Emily Dickinson Lexicon
Definition for Book (-s)
book (-s), n. [OE bóc.] (webplay: beech-tree, learning, literary, reading, registering, remembrance, volume).
- Tome; written work; published literary composition; [fig.] piece of knowledge; compilation of wisdom; [biographical] copy of Emerson's poems that Dickinson received from Benjamin Newton.
- Author; writer from the past.
- Biography; life story; personal history; [fig.] immortality; eternal life.
- Imprint; mail-order catalog; periodical that advertises products for sale, such as Tiffany's Blue Book or the Montgomery Ward catalog of Chicago.
- Scripture; scroll; sacred record; (see Luke 4:20).
- Holy Bible; Old and New Testament; scriptural anthology that begins with Genesis and ends with Revelations; [fig.] summer; warm season; time of year; [metaphor] poem; creation; creative work.

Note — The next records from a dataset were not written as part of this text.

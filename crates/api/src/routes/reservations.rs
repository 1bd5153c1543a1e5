use axum::{
    routing::{delete, get, post},
    Router,
};
use std::sync::Arc;

use crate::{handlers, ApiState};

pub fn routes() -> Router<Arc<ApiState>> {
    Router::new()
        .route(
            "/api/reservations",
            post(handlers::reservations::book_lesson),
        )
        .route(
            "/api/reservations/:id",
            delete(handlers::reservations::cancel_reservation),
        )
        .route(
            "/api/members/:id/reservations",
            get(handlers::reservations::list_member_reservations),
        )
}
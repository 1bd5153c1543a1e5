use chrono::{DateTime, Utc};
use lessonsync_core::booking::ensure_bookable;
use lessonsync_core::checkin::ScanCandidate;
use lessonsync_core::errors::{StudioError, StudioResult};
use lessonsync_core::models::reservation::ReservationStatus;
use sqlx::{Pool, Postgres, Transaction};
use uuid::Uuid;

use crate::models::{DbLesson, DbReservation, ReservationWithLesson, ScanCandidateRow};
use crate::repositories::sql_err;

const RESERVATION_COLUMNS: &str = "id, lesson_id, member_id, status, created_at";

/// Books a lesson for a member.
///
/// Every precondition is evaluated inside one SERIALIZABLE transaction, so
/// the capacity and duplicate checks hold against the committed state at
/// insert time rather than a value read earlier in the request. The unique
/// (lesson_id, member_id) constraint backs the duplicate check as a second
/// line of defense.
pub async fn create_reservation(
    pool: &Pool<Postgres>,
    lesson_id: Uuid,
    member_id: Uuid,
    now: DateTime<Utc>,
) -> StudioResult<DbReservation> {
    let mut tx = pool.begin().await.map_err(sql_err)?;
    set_transaction_serializable(&mut tx).await?;

    let lesson = sqlx::query_as::<_, DbLesson>(
        r#"
        SELECT id, external_event_id, title, instructor_name, difficulty,
               capacity, lesson_type, start_time, end_time, description, created_at
        FROM lessons
        WHERE id = $1
        "#,
    )
    .bind(lesson_id)
    .fetch_optional(&mut *tx)
    .await
    .map_err(sql_err)?
    .ok_or_else(|| StudioError::NotFound(format!("Lesson with ID {lesson_id} not found")))?;

    ensure_bookable(lesson.kind(), lesson.start_time, now)?;

    let already_reserved = sqlx::query_scalar::<_, bool>(
        r#"
        SELECT EXISTS (
            SELECT 1 FROM reservations
            WHERE lesson_id = $1 AND member_id = $2
        )
        "#,
    )
    .bind(lesson_id)
    .bind(member_id)
    .fetch_one(&mut *tx)
    .await
    .map_err(sql_err)?;

    if already_reserved {
        return Err(StudioError::AlreadyReserved);
    }

    let reserved = sqlx::query_scalar::<_, i64>(
        r#"
        SELECT COUNT(*) FROM reservations
        WHERE lesson_id = $1
        "#,
    )
    .bind(lesson_id)
    .fetch_one(&mut *tx)
    .await
    .map_err(sql_err)?;

    if reserved >= i64::from(lesson.capacity) {
        return Err(StudioError::LessonFull);
    }

    let reservation = sqlx::query_as::<_, DbReservation>(&format!(
        r#"
        INSERT INTO reservations (id, lesson_id, member_id, status, created_at)
        VALUES ($1, $2, $3, $4, $5)
        RETURNING {RESERVATION_COLUMNS}
        "#
    ))
    .bind(Uuid::new_v4())
    .bind(lesson_id)
    .bind(member_id)
    .bind(ReservationStatus::Confirmed.as_str())
    .bind(now)
    .fetch_one(&mut *tx)
    .await
    .map_err(map_insert_error)?;

    tx.commit().await.map_err(sql_err)?;

    tracing::debug!(
        "Reservation created: id={}, lesson_id={}, member_id={}",
        reservation.id,
        lesson_id,
        member_id
    );
    Ok(reservation)
}

/// Cancellation is a hard delete; the freed seat is visible immediately.
pub async fn delete_reservation(pool: &Pool<Postgres>, id: Uuid) -> StudioResult<()> {
    let result = sqlx::query(
        r#"
        DELETE FROM reservations
        WHERE id = $1
        "#,
    )
    .bind(id)
    .execute(pool)
    .await
    .map_err(sql_err)?;

    if result.rows_affected() < 1 {
        return Err(StudioError::NotFound(format!(
            "Reservation with ID {id} not found"
        )));
    }

    Ok(())
}

pub async fn list_member_reservations(
    pool: &Pool<Postgres>,
    member_id: Uuid,
    from: DateTime<Utc>,
) -> StudioResult<Vec<ReservationWithLesson>> {
    let reservations = sqlx::query_as::<_, ReservationWithLesson>(
        r#"
        SELECT r.id AS reservation_id, r.status, r.created_at,
               l.id AS lesson_id, l.title, l.instructor_name, l.difficulty,
               l.lesson_type, l.start_time, l.end_time
        FROM reservations r
        INNER JOIN lessons l ON l.id = r.lesson_id
        WHERE r.member_id = $1 AND l.start_time >= $2
        ORDER BY l.start_time ASC
        "#,
    )
    .bind(member_id)
    .bind(from)
    .fetch_all(pool)
    .await
    .map_err(sql_err)?;

    Ok(reservations)
}

/// The scanned member's reservations among lessons starting inside the
/// given day bounds, in lesson start order.
pub async fn find_scan_candidates(
    pool: &Pool<Postgres>,
    member_id: Uuid,
    day_start: DateTime<Utc>,
    day_end: DateTime<Utc>,
) -> StudioResult<Vec<ScanCandidate>> {
    let rows = sqlx::query_as::<_, ScanCandidateRow>(
        r#"
        SELECT r.id AS reservation_id, r.member_id, m.full_name AS member_name,
               l.id AS lesson_id, l.title AS lesson_title, l.start_time AS lesson_start,
               r.status
        FROM reservations r
        INNER JOIN lessons l ON l.id = r.lesson_id
        INNER JOIN members m ON m.id = r.member_id
        WHERE r.member_id = $1 AND l.start_time >= $2 AND l.start_time < $3
        ORDER BY l.start_time ASC
        "#,
    )
    .bind(member_id)
    .bind(day_start)
    .bind(day_end)
    .fetch_all(pool)
    .await
    .map_err(sql_err)?;

    Ok(rows.into_iter().map(ScanCandidate::from).collect())
}

pub async fn set_attendance(
    pool: &Pool<Postgres>,
    reservation_id: Uuid,
    status: ReservationStatus,
) -> StudioResult<()> {
    let result = sqlx::query(
        r#"
        UPDATE reservations
        SET status = $2
        WHERE id = $1
        "#,
    )
    .bind(reservation_id)
    .bind(status.as_str())
    .execute(pool)
    .await
    .map_err(sql_err)?;

    if result.rows_affected() < 1 {
        return Err(StudioError::NotFound(format!(
            "Reservation with ID {reservation_id} not found"
        )));
    }

    Ok(())
}

async fn set_transaction_serializable(tx: &mut Transaction<'_, Postgres>) -> StudioResult<()> {
    sqlx::query("SET TRANSACTION ISOLATION LEVEL SERIALIZABLE")
        .execute(&mut **tx)
        .await
        .map_err(sql_err)?;
    Ok(())
}

fn map_insert_error(err: sqlx::Error) -> StudioError {
    if let Some(db_err) = err.as_database_error() {
        if db_err.is_unique_violation() {
            return StudioError::AlreadyReserved;
        }
        if db_err.is_foreign_key_violation() {
            return StudioError::Validation("unknown lesson or member".to_string());
        }
    }
    sql_err(err)
}
//! Calendar reconciliation.
//!
//! One pass pages through the feed and converges the lesson catalog on it:
//! cancelled events delete their rows, live events are normalized, parsed,
//! classified, and upserted by external event id. A failure fetching a page
//! aborts the pass; a failure writing one row does not.

use chrono::{DateTime, FixedOffset, Utc};
use lessonsync_core::classify::classify_lesson;
use lessonsync_core::errors::StudioResult;
use lessonsync_core::models::lesson::LessonType;
use lessonsync_core::models::sync::SyncOutcome;
use lessonsync_core::studio::all_day_bounds;
use lessonsync_core::title::{normalize_title, parse_title};
use lessonsync_db::models::LessonUpsert;
use lessonsync_db::store::StudioStore;

use crate::feed::{EventFeed, FeedEvent, FeedTime, SyncWindow};

/// Placeholder summary for events saved without a title.
const UNTITLED: &str = "名称未設定";

pub struct SyncEngine<'a> {
    feed: &'a dyn EventFeed,
    store: &'a dyn StudioStore,
    studio_offset: FixedOffset,
}

impl<'a> SyncEngine<'a> {
    pub fn new(
        feed: &'a dyn EventFeed,
        store: &'a dyn StudioStore,
        studio_offset: FixedOffset,
    ) -> Self {
        Self {
            feed,
            store,
            studio_offset,
        }
    }

    /// Runs one reconciliation pass over the fixed lookahead window.
    ///
    /// Events are applied in feed order, so a later occurrence of the same
    /// event id within one pass wins. Re-running against an unchanged feed
    /// leaves the catalog identical.
    pub async fn run(&self, now: DateTime<Utc>) -> StudioResult<SyncOutcome> {
        let window = SyncWindow::from_now(now);
        let mut outcome = SyncOutcome::default();
        let mut page_token: Option<String> = None;

        tracing::info!(
            "Starting calendar sync: window {} .. {}",
            window.time_min,
            window.time_max
        );

        loop {
            let page = self.feed.fetch_page(&window, page_token.as_deref()).await?;

            for event in page.events {
                self.apply_event(event, &mut outcome).await;
            }

            page_token = page.next_page_token;
            if page_token.is_none() {
                break;
            }
        }

        tracing::info!(
            "Calendar sync finished: {} upserted, {} deleted",
            outcome.upserted,
            outcome.deleted
        );
        Ok(outcome)
    }

    async fn apply_event(&self, event: FeedEvent, outcome: &mut SyncOutcome) {
        if event.cancelled {
            match self.store.delete_lesson_by_event_id(&event.id).await {
                Ok(true) => outcome.deleted += 1,
                Ok(false) => {}
                Err(e) => {
                    tracing::warn!("Failed to delete lesson for event {}: {}", event.id, e);
                    outcome.last_error = Some(e.to_string());
                }
            }
            return;
        }

        let raw_summary = event.summary.as_deref().unwrap_or(UNTITLED);
        let parsed = parse_title(&normalize_title(raw_summary));

        let (all_day, start_time, end_time) = match (event.start, event.end) {
            (Some(FeedTime::AllDay(date)), _) => {
                let (start, end) = all_day_bounds(date, self.studio_offset);
                (true, start, end)
            }
            (Some(FeedTime::Timed(start)), Some(FeedTime::Timed(end))) => (false, start, end),
            _ => {
                // An event without a usable time pair cannot become a slot.
                tracing::debug!("Skipping event {} without usable times", event.id);
                return;
            }
        };

        let lesson_type = classify_lesson(all_day, raw_summary, &parsed.title);
        let capacity = match lesson_type {
            LessonType::Personal => 1,
            _ => parsed.capacity,
        };

        let upsert = LessonUpsert {
            external_event_id: event.id,
            title: parsed.title,
            instructor_name: parsed.instructor,
            difficulty: parsed.difficulty,
            capacity,
            lesson_type,
            start_time,
            end_time,
            description: event.description,
        };

        match self.store.upsert_lesson(&upsert).await {
            Ok(_) => outcome.upserted += 1,
            Err(e) => {
                tracing::error!(
                    "Failed to upsert lesson for event {}: {}",
                    upsert.external_event_id,
                    e
                );
                outcome.last_error = Some(e.to_string());
            }
        }
    }
}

- Record; registry; account; chronicle; hotel sign-in; volume for guests; [fig.] tree; home; resting place.
- Volume; novel; printed text; set of printed sheets of paper bound together.
- Phrase. “the Wise Book”: the Bible, the holy scriptures; the Old and the New Testaments.
- Phrase. “an Old fashioned Book”: the book of Revelation in the New Testament of the Bible (see Revelation 7:16); the book of Isaiah in the Old Testament of the Bible (see Isaiah 49:10).